» **RECORDS SUPPLIED**:
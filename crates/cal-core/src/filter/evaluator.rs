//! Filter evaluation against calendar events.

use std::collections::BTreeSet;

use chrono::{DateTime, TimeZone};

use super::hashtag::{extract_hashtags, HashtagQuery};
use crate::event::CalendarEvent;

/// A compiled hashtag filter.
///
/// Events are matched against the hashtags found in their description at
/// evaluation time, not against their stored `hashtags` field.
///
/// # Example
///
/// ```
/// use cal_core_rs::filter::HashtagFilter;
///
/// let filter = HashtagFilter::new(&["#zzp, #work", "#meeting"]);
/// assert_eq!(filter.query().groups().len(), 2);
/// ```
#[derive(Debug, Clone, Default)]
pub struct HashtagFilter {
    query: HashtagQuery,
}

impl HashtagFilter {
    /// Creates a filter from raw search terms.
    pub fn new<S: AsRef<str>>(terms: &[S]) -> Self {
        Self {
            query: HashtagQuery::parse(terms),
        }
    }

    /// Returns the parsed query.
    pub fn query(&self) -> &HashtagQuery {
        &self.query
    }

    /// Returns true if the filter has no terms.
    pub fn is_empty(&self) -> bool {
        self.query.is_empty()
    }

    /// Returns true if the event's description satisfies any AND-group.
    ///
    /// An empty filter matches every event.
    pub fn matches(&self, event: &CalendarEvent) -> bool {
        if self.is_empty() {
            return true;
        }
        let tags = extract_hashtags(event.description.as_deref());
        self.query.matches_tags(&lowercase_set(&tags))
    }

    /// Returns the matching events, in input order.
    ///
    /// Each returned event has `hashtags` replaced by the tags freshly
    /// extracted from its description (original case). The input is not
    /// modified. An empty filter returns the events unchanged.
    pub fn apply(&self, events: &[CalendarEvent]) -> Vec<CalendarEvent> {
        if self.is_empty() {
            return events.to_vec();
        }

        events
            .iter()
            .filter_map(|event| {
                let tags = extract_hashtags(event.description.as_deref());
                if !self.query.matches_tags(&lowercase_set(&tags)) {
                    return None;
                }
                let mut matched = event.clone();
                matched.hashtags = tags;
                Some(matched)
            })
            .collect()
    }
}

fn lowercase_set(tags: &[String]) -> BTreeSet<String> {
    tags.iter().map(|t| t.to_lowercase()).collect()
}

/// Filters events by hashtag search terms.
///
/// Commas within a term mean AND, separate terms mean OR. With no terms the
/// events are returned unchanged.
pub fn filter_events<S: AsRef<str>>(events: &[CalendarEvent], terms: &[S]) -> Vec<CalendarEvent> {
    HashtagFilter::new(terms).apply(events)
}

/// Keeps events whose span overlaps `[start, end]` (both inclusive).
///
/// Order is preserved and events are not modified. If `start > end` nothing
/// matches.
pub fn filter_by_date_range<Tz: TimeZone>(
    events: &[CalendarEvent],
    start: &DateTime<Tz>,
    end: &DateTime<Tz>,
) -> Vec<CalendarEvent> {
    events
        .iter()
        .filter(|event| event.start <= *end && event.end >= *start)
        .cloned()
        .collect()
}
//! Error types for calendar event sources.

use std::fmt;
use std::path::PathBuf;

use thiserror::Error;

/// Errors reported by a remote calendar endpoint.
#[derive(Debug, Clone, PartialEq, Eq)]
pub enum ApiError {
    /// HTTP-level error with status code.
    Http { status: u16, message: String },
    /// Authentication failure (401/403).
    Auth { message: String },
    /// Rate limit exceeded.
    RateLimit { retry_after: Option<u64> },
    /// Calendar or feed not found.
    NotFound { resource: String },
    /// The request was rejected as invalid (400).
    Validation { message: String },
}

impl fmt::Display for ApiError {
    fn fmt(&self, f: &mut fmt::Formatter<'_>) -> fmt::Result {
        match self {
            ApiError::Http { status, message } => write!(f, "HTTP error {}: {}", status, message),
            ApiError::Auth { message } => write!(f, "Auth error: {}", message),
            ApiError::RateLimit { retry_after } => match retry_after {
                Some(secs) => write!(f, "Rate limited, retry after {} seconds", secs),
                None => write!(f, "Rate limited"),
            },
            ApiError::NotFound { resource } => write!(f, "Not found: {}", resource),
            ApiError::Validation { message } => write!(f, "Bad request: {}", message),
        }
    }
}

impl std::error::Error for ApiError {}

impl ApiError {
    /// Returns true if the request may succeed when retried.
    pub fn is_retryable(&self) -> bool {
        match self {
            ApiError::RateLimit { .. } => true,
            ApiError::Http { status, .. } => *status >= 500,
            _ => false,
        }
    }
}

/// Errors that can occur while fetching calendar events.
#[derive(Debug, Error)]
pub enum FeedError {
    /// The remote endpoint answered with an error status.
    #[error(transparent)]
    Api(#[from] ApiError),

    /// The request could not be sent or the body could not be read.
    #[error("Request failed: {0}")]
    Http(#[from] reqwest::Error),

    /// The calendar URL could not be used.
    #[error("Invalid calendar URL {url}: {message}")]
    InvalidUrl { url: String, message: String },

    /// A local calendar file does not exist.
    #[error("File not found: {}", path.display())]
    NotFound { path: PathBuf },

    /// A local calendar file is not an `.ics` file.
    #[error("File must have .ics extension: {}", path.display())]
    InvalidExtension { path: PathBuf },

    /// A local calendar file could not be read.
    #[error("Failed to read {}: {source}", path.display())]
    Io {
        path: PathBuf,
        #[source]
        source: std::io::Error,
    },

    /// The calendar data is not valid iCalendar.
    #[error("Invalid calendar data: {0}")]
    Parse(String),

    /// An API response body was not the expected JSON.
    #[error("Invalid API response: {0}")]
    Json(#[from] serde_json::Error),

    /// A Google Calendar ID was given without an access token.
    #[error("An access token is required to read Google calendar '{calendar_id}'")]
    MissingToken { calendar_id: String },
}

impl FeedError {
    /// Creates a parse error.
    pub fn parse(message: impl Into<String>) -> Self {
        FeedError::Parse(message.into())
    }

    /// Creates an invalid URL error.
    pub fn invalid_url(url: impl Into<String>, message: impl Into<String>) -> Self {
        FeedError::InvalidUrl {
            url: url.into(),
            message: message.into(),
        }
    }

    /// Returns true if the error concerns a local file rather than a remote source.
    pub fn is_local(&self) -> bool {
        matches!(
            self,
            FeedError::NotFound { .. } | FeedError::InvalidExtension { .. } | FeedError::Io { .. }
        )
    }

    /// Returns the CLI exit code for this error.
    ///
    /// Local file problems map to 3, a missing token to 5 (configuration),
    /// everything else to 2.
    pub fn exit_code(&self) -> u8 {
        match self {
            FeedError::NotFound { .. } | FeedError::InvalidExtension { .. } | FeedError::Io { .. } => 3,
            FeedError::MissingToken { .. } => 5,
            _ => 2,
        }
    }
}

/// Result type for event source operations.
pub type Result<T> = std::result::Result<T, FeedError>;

» **WHAT THE EXERCISE ASKS**:
Nothing in the records may be left out; reproduce them exactly.

» **WRITTEN SOLUTION**:
filename crates/cal-core/src/filter/evaluator.rs
//! Filter evaluation against calendar events.

use std::collections::BTreeSet;

use chrono::{DateTime, TimeZone};

use super::hashtag::{extract_hashtags, HashtagQuery};
use crate::event::CalendarEvent;

/// A compiled hashtag filter.
///
/// Events are matched against the hashtags found in their description at
/// evaluation time, not against their stored `hashtags` field.
///
/// # Example
///
/// ```
/// use cal_core_rs::filter::HashtagFilter;
///
/// let filter = HashtagFilter::new(&["#zzp, #work", "#meeting"]);
/// assert_eq!(filter.query().groups().len(), 2);
/// ```
#[derive(Debug, Clone, Default)]
pub struct HashtagFilter {
    query: HashtagQuery,
}

impl HashtagFilter {
    /// Creates a filter from raw search terms.
    pub fn new<S: AsRef<str>>(terms: &[S]) -> Self {
        Self {
            query: HashtagQuery::parse(terms),
        }
    }

    /// Returns the parsed query.
    pub fn query(&self) -> &HashtagQuery {
        &self.query
    }

    /// Returns true if the filter has no terms.
    pub fn is_empty(&self) -> bool {
        self.query.is_empty()
    }

    /// Returns true if the event's description satisfies any AND-group.
    ///
    /// An empty filter matches every event.
    pub fn matches(&self, event: &CalendarEvent) -> bool {
        if self.is_empty() {
            return true;
        }
        let tags = extract_hashtags(event.description.as_deref());
        self.query.matches_tags(&lowercase_set(&tags))
    }

    /// Returns the matching events, in input order.
    ///
    /// Each returned event has `hashtags` replaced by the tags freshly
    /// extracted from its description (original case). The input is not
    /// modified. An empty filter returns the events unchanged.
    pub fn apply(&self, events: &[CalendarEvent]) -> Vec<CalendarEvent> {
        if self.is_empty() {
            return events.to_vec();
        }

        events
            .iter()
            .filter_map(|event| {
                let tags = extract_hashtags(event.description.as_deref());
                if !self.query.matches_tags(&lowercase_set(&tags)) {
                    return None;
                }
                let mut matched = event.clone();
                matched.hashtags = tags;
                Some(matched)
            })
            .collect()
    }
}

fn lowercase_set(tags: &[String]) -> BTreeSet<String> {
    tags.iter().map(|t| t.to_lowercase()).collect()
}

/// Filters events by hashtag search terms.
///
/// Commas within a term mean AND, separate terms mean OR. With no terms the
/// events are returned unchanged.
pub fn filter_events<S: AsRef<str>>(events: &[CalendarEvent], terms: &[S]) -> Vec<CalendarEvent> {
    HashtagFilter::new(terms).apply(events)
}

/// Keeps events whose span overlaps `[start, end]` (both inclusive).
///
/// Order is preserved and events are not modified. If `start > end` nothing
/// matches.
pub fn filter_by_date_range<Tz: TimeZone>(
    events: &[CalendarEvent],
    start: &DateTime<Tz>,
    end: &DateTime<Tz>,
) -> Vec<CalendarEvent> {
    events
        .iter()
        .filter(|event| event.start <= *end && event.end >= *start)
        .cloned()
        .collect()
}
//! Error types for calendar event sources.

use std::fmt;
use std::path::PathBuf;

use thiserror::Error;

/// Errors reported by a remote calendar endpoint.
#[derive(Debug, Clone, PartialEq, Eq)]
pub enum ApiError {
    /// HTTP-level error with status code.
    Http { status: u16, message: String },
    /// Authentication failure (401/403).
    Auth { message: String },
    /// Rate limit exceeded.
    RateLimit { retry_after: Option<u64> },
    /// Calendar or feed not found.
    NotFound { resource: String },
    /// The request was rejected as invalid (400).
    Validation { message: String },
}

impl fmt::Display for ApiError {
    fn fmt(&self, f: &mut fmt::Formatter<'_>) -> fmt::Result {
        match self {
            ApiError::Http { status, message } => write!(f, "HTTP error {}: {}", status, message),
            ApiError::Auth { message } => write!(f, "Auth error: {}", message),
            ApiError::RateLimit { retry_after } => match retry_after {
                Some(secs) => write!(f, "Rate limited, retry after {} seconds", secs),
                None => write!(f, "Rate limited"),
            },
            ApiError::NotFound { resource } => write!(f, "Not found: {}", resource),
            ApiError::Validation { message } => write!(f, "Bad request: {}", message),
        }
    }
}

impl std::error::Error for ApiError {}

impl ApiError {
    /// Returns true if the request may succeed when retried.
    pub fn is_retryable(&self) -> bool {
        match self {
            ApiError::RateLimit { .. } => true,
            ApiError::Http { status, .. } => *status >= 500,
            _ => false,
        }
    }
}

/// Errors that can occur while fetching calendar events.
#[derive(Debug, Error)]
pub enum FeedError {
    /// The remote endpoint answered with an error status.
    #[error(transparent)]
    Api(#[from] ApiError),

    /// The request could not be sent or the body could not be read.
    #[error("Request failed: {0}")]
    Http(#[from] reqwest::Error),

    /// The calendar URL could not be used.
    #[error("Invalid calendar URL {url}: {message}")]
    InvalidUrl { url: String, message: String },

    /// A local calendar file does not exist.
    #[error("File not found: {}", path.display())]
    NotFound { path: PathBuf },

    /// A local calendar file is not an `.ics` file.
    #[error("File must have .ics extension: {}", path.display())]
    InvalidExtension { path: PathBuf },

    /// A local calendar file could not be read.
    #[error("Failed to read {}: {source}", path.display())]
    Io {
        path: PathBuf,
        #[source]
        source: std::io::Error,
    },

    /// The calendar data is not valid iCalendar.
    #[error("Invalid calendar data: {0}")]
    Parse(String),

    /// An API response body was not the expected JSON.
    #[error("Invalid API response: {0}")]
    Json(#[from] serde_json::Error),

    /// A Google Calendar ID was given without an access token.
    #[error("An access token is required to read Google calendar '{calendar_id}'")]
    MissingToken { calendar_id: String },
}

impl FeedError {
    /// Creates a parse error.
    pub fn parse(message: impl Into<String>) -> Self {
        FeedError::Parse(message.into())
    }

    /// Creates an invalid URL error.
    pub fn invalid_url(url: impl Into<String>, message: impl Into<String>) -> Self {
        FeedError::InvalidUrl {
            url: url.into(),
            message: message.into(),
        }
    }

    /// Returns true if the error concerns a local file rather than a remote source.
    pub fn is_local(&self) -> bool {
        matches!(
            self,
            FeedError::NotFound { .. } | FeedError::InvalidExtension { .. } | FeedError::Io { .. }
        )
    }

    /// Returns the CLI exit code for this error.
    ///
    /// Local file problems map to 3, a missing token to 5 (configuration),
    /// everything else to 2.
    pub fn exit_code(&self) -> u8 {
        match self {
            FeedError::NotFound { .. } | FeedError::InvalidExtension { .. } | FeedError::Io { .. } => 3,
            FeedError::MissingToken { .. } => 5,
            _ => 2,
        }
    }
}

/// Result type for event source operations.
pub type Result<T> = std::result::Result<T, FeedError>;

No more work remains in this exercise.